*What this task involves:*
Please tally the lines in the data below that include the string "Open", and reply with only the total.
________________
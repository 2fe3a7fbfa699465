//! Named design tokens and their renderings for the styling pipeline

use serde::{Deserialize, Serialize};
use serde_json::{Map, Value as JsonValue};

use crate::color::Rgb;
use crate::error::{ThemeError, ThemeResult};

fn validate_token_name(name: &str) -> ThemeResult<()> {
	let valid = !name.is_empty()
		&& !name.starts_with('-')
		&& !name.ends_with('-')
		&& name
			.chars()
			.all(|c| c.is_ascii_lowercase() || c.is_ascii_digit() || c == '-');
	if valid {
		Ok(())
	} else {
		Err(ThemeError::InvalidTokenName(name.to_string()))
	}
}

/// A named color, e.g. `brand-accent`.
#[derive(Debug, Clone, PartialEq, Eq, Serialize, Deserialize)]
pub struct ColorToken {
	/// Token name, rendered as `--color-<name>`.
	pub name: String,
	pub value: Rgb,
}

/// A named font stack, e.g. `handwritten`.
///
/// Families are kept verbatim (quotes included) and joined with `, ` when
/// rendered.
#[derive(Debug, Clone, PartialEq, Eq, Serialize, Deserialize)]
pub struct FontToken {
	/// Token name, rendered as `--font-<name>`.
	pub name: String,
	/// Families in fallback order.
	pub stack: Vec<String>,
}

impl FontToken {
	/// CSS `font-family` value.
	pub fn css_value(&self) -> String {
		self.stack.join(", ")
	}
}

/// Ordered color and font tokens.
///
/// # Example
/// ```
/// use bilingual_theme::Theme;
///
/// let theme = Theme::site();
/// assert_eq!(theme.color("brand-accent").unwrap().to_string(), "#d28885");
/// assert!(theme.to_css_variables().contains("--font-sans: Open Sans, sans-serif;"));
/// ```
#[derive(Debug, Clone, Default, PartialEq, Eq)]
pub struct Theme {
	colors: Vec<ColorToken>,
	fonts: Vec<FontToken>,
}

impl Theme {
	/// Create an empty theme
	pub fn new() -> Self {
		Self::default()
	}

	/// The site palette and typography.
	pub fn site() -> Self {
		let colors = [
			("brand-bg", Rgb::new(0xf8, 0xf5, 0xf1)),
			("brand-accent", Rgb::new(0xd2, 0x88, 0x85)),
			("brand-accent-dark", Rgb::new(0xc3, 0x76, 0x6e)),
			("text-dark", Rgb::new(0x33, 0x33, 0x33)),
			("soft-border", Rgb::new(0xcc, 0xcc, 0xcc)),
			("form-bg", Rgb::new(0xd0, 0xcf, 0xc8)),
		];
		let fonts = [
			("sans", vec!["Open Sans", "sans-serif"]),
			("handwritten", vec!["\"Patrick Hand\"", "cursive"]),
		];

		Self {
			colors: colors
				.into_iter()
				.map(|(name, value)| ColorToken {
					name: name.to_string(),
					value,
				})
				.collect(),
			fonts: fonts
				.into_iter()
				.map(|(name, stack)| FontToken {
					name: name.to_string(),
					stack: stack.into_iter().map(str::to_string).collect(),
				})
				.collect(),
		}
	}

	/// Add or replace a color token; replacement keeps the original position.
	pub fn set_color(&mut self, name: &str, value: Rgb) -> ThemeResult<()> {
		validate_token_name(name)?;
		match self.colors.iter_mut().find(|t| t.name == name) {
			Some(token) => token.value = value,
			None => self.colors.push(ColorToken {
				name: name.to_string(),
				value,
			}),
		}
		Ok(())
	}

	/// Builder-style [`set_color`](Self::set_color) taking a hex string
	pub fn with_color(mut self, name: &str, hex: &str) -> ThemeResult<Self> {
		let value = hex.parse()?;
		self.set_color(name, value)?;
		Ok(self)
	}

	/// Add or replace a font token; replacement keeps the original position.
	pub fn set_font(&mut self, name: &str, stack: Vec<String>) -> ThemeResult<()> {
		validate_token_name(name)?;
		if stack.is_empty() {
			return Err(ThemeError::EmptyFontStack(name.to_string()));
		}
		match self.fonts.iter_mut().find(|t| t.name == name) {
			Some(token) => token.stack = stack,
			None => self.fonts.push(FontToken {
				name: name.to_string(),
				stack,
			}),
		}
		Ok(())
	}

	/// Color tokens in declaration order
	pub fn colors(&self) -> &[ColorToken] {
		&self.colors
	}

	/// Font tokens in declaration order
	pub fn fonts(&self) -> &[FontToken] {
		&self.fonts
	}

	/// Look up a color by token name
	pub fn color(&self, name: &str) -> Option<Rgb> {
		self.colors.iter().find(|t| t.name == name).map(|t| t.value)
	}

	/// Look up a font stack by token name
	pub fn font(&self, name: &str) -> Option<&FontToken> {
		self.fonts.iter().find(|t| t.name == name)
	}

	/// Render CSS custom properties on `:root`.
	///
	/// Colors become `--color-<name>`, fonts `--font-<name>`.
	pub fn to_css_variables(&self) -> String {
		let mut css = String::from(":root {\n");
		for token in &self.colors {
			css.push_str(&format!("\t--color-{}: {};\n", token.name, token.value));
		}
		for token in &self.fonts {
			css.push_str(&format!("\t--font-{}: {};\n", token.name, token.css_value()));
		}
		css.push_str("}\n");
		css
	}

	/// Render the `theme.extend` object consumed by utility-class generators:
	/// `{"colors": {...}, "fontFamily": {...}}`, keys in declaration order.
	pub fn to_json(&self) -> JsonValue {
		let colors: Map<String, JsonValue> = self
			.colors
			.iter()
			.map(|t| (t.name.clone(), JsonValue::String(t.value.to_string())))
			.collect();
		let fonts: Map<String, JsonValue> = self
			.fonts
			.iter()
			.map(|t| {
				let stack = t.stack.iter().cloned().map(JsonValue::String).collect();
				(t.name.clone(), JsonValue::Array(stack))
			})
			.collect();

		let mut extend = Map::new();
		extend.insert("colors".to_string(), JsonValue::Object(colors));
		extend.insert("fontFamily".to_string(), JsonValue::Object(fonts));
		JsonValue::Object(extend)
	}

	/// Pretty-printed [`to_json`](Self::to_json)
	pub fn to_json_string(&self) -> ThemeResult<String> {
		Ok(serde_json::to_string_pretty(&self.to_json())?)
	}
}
________________
*Response box:*
2